Use Distraction: Have children list out favorite activities they can do for fun. If tempers flare or tension rises, stop everything and pull out one of those activities. Stop for a spontaneous dance party, or head outside for a movement break. Watch a funny television show or movie, pull out a joke book or have your home assistant tell you some jokes. As parents, establish long periods of time when there is no news playing. A distraction from the constant barrage of COVID-19 news is healthy for adults as well.
Add in Extra Love and Attention: Seek opportunities to create connection with your kids. Ask open-ended questions during dinner and at bedtime, use games like “roses and thorns” to have kids express the favorite parts of their days (the roses) and their least favorite parts of their days (the thorns). Cuddle up for a read aloud, audiobook, or recorded story. Have movie night complete with favorite movie snacks. Family time in large doses provides children with the sense of safety and connection they need for their wellbeing.
Be Extra Patient: It is important for parents to be patient with their kids as well as with themselves. Emotions can run high during difficult times and meltdowns may happen (for both adults and kids). Model genuine apologies and empathic forgiveness as much as you can. Name your feelings as a family. Naming emotions helps with taming emotions, which brings us to the next tip: Name it to Tame it.
Name It to Tame It: If you notice your child experiencing a strong negative emotion, notice it out loud: “Wow! That made you so angry!” This not only builds children’s emotional vocabulary, but it helps them pinpoint emotions more precisely. Normalize the feeling by saying something like “I can understand why you feel that way” or “That would make me angry too.” Ask a follow up question like “What do you think would help you calm down?” or “What would help you calm down?”. Coping skills are extremely important in helping kids through difficult times.
Provide Facts in Age Appropriate Ways: There are many resources on the TCS COVID-19 page for how to talk to kids about the virus. The CDC continues to update their website with resources for families on how to talk to kids about the virus as well. Please check out these resources for suggestions on what to say to children and how to present the information in age-appropriate ways. Remember that information that may be appropriate for an older child may not be appropriate for younger children.

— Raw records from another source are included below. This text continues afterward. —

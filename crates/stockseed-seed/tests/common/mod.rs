#![allow(dead_code)]

use std::collections::BTreeMap;
use std::sync::atomic::{AtomicUsize, Ordering};
use std::sync::{Arc, Mutex};

use async_trait::async_trait;

use stockseed_core::{
    DistributionPayload, EntryPayload, ProductRef, SalePayload, StockLevel,
};
use stockseed_seed::{
    BatchInsert, Database, InventoryApi, SeedError, SeedResult, SeedTransaction, SqlValue,
};

/// Rows of one in-memory table; ids are 1-based row positions.
#[derive(Debug, Clone, Default)]
pub struct MemoryTable {
    pub columns: Vec<&'static str>,
    pub rows: Vec<Vec<SqlValue>>,
}

impl MemoryTable {
    fn column(&self, name: &str) -> Option<usize> {
        self.columns.iter().position(|column| *column == name)
    }

    fn value(&self, row: &[SqlValue], name: &str) -> Option<SqlValue> {
        self.column(name).and_then(|index| row.get(index).cloned())
    }
}

#[derive(Debug, Clone, Default)]
pub struct MemoryState {
    pub tables: BTreeMap<&'static str, MemoryTable>,
    pub stock: Vec<StockLevel>,
}

#[derive(Debug, Default)]
pub struct Shared {
    pub state: Mutex<MemoryState>,
    pub begins: AtomicUsize,
    pub commits: AtomicUsize,
    pub rollbacks: AtomicUsize,
}

/// [`Database`] double that applies writes on commit only.
#[derive(Debug, Clone, Default)]
pub struct MemoryDatabase {
    shared: Arc<Shared>,
}

impl MemoryDatabase {
    /// Stores 1..=stores and suppliers 1..=suppliers, no stock rows.
    pub fn with_references(stores: usize, suppliers: usize) -> Self {
        let db = Self::default();
        {
            let mut state = db.shared.state.lock().expect("state lock");
            state.tables.insert("stores", placeholder_rows(stores));
            state.tables.insert("suppliers", placeholder_rows(suppliers));
        }
        db
    }

    pub fn handle(&self) -> Arc<dyn Database> {
        Arc::new(self.clone())
    }

    pub fn set_stock(&self, stock: Vec<StockLevel>) {
        self.shared.state.lock().expect("state lock").stock = stock;
    }

    pub fn stock(&self) -> Vec<StockLevel> {
        self.shared.state.lock().expect("state lock").stock.clone()
    }

    pub fn row_count(&self, table: &str) -> usize {
        self.shared
            .state
            .lock()
            .expect("state lock")
            .tables
            .get(table)
            .map(|table| table.rows.len())
            .unwrap_or(0)
    }

    pub fn rows(&self, table: &str) -> Vec<Vec<SqlValue>> {
        self.shared
            .state
            .lock()
            .expect("state lock")
            .tables
            .get(table)
            .map(|table| table.rows.clone())
            .unwrap_or_default()
    }

    pub fn begins(&self) -> usize {
        self.shared.begins.load(Ordering::SeqCst)
    }

    pub fn commits(&self) -> usize {
        self.shared.commits.load(Ordering::SeqCst)
    }

    pub fn rollbacks(&self) -> usize {
        self.shared.rollbacks.load(Ordering::SeqCst)
    }
}

fn placeholder_rows(count: usize) -> MemoryTable {
    MemoryTable {
        columns: vec!["name"],
        rows: (1..=count)
            .map(|index| vec![SqlValue::Text(format!("row {index}"))])
            .collect(),
    }
}

#[async_trait]
impl Database for MemoryDatabase {
    fn engine(&self) -> &'static str {
        "memory"
    }

    async fn begin(&self) -> SeedResult<Box<dyn SeedTransaction>> {
        self.shared.begins.fetch_add(1, Ordering::SeqCst);
        let working = self.shared.state.lock().expect("state lock").clone();
        Ok(Box::new(MemoryTransaction {
            shared: Arc::clone(&self.shared),
            working,
        }))
    }
}

pub struct MemoryTransaction {
    shared: Arc<Shared>,
    working: MemoryState,
}

impl MemoryTransaction {
    fn table(&mut self, name: &'static str) -> &mut MemoryTable {
        self.working.tables.entry(name).or_default()
    }
}

/// Column named in an `ON CONFLICT (<column>) DO NOTHING` clause.
fn conflict_column(clause: &str) -> Option<&str> {
    let start = clause.find('(')?;
    let end = clause.find(')')?;
    Some(clause[start + 1..end].trim())
}

#[async_trait]
impl SeedTransaction for MemoryTransaction {
    async fn insert_rows(&mut self, insert: &BatchInsert, batch_size: usize) -> SeedResult<u64> {
        if batch_size == 0 {
            return Err(SeedError::Configuration("batch_size must be greater than zero".into()));
        }
        let table = self.table(insert.table);
        if table.columns.is_empty() {
            table.columns = insert.columns.to_vec();
        }

        let conflict = insert.on_conflict.and_then(conflict_column);
        let mut written = 0;
        for row in &insert.rows {
            if let Some(column) = conflict {
                let candidate = insert
                    .columns
                    .iter()
                    .position(|name| *name == column)
                    .and_then(|index| row.get(index));
                let duplicate = table
                    .rows
                    .iter()
                    .any(|existing| table.value(existing, column).as_ref() == candidate);
                if duplicate {
                    continue;
                }
            }
            table.rows.push(row.clone());
            written += 1;
        }
        Ok(written)
    }

    async fn insert_returning_id(
        &mut self,
        table: &'static str,
        columns: &'static [&'static str],
        values: Vec<SqlValue>,
    ) -> SeedResult<i64> {
        let table = self.table(table);
        if table.columns.is_empty() {
            table.columns = columns.to_vec();
        }
        table.rows.push(values);
        Ok(table.rows.len() as i64)
    }

    async fn select_ids(&mut self, table: &'static str) -> SeedResult<Vec<i64>> {
        let count = self
            .working
            .tables
            .get(table)
            .map(|table| table.rows.len())
            .unwrap_or(0);
        Ok((1..=count as i64).collect())
    }

    async fn select_products(&mut self) -> SeedResult<Vec<ProductRef>> {
        let Some(table) = self.working.tables.get("products") else {
            return Ok(Vec::new());
        };
        Ok(table
            .rows
            .iter()
            .enumerate()
            .filter_map(|(index, row)| {
                match (
                    table.value(row, "sale_price"),
                    table.value(row, "category_id"),
                ) {
                    (Some(SqlValue::Float(sale_price)), Some(SqlValue::Int(category_id))) => {
                        Some(ProductRef {
                            id: index as i64 + 1,
                            sale_price,
                            category_id,
                        })
                    }
                    _ => None,
                }
            })
            .collect())
    }

    async fn select_stock(&mut self) -> SeedResult<Vec<StockLevel>> {
        Ok(self.working.stock.clone())
    }

    async fn apply_stock_changes(&mut self, changes: &[StockLevel]) -> SeedResult<()> {
        for change in changes {
            match self
                .working
                .stock
                .iter_mut()
                .find(|level| level.key() == change.key())
            {
                Some(level) => level.quantity += change.quantity,
                None => self.working.stock.push(*change),
            }
        }
        Ok(())
    }

    async fn truncate(&mut self, tables: &[&'static str]) -> SeedResult<()> {
        for table in tables {
            if *table == "stock" {
                self.working.stock.clear();
            }
            self.working.tables.remove(table);
        }
        Ok(())
    }

    async fn commit(&mut self) -> SeedResult<()> {
        self.shared.commits.fetch_add(1, Ordering::SeqCst);
        *self.shared.state.lock().expect("state lock") = self.working.clone();
        Ok(())
    }

    async fn rollback(&mut self) -> SeedResult<()> {
        self.shared.rollbacks.fetch_add(1, Ordering::SeqCst);
        Ok(())
    }
}

/// [`InventoryApi`] double serving fixed stock and recording posts.
#[derive(Debug, Default)]
pub struct MemoryApi {
    pub stock: Vec<StockLevel>,
    pub entries: Mutex<Vec<EntryPayload>>,
    pub distributions: Mutex<Vec<DistributionPayload>>,
    pub sales: Mutex<Vec<SalePayload>>,
    /// Respond with this status to every post when set.
    pub reject_with: Option<u16>,
}

impl MemoryApi {
    pub fn with_stock(stock: Vec<StockLevel>) -> Self {
        Self {
            stock,
            ..Self::default()
        }
    }

    fn check(&self) -> SeedResult<()> {
        match self.reject_with {
            Some(status) => Err(SeedError::RemoteCall {
                status,
                body: "rejected".to_string(),
            }),
            None => Ok(()),
        }
    }
}

#[async_trait]
impl InventoryApi for MemoryApi {
    async fn fetch_stock(&self) -> SeedResult<Vec<StockLevel>> {
        Ok(self.stock.clone())
    }

    async fn post_entry(&self, payload: &EntryPayload) -> SeedResult<()> {
        self.check()?;
        self.entries.lock().expect("entries lock").push(payload.clone());
        Ok(())
    }

    async fn post_distribution(&self, payload: &DistributionPayload) -> SeedResult<()> {
        self.check()?;
        self.distributions
            .lock()
            .expect("distributions lock")
            .push(payload.clone());
        Ok(())
    }

    async fn post_sale(&self, payload: &SalePayload) -> SeedResult<()> {
        self.check()?;
        self.sales.lock().expect("sales lock").push(payload.clone());
        Ok(())
    }
}

pub fn level(store_id: i64, product_id: i64, quantity: i64) -> StockLevel {
    StockLevel {
        product_id,
        store_id: Some(store_id),
        quantity,
    }
}

/// Central store 1 plus branches 2 and 3, products 1..=products.
pub fn branch_stock(products: i64) -> Vec<StockLevel> {
    let mut stock = Vec::new();
    for product_id in 1..=products {
        stock.push(level(1, product_id, 40));
        stock.push(level(2, product_id, 6));
        stock.push(level(3, product_id, 4));
    }
    stock
}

In some cases, strategies like the ones above may not enough to calm a child’s worries or anxieties. This may be especially the case for children who are already managing an anxiety disorder. For these children, worries and anxieties can get more intense instead of fading away. If you think your child may be experiencing a level of worry or anxiety that is interfering with their ability to function, please reach out early to either your child’s pediatrician or to me (firstname.lastname@example.org) for recommendations for getting your child support.
TCS maintains a list of trusted counselors, psychologists, and psychiatrists who have worked with TCS students and families and whose work has been proven effective in our community. Connecting with your pediatrician or with the school counselor can help parents connect with the right professional for your child.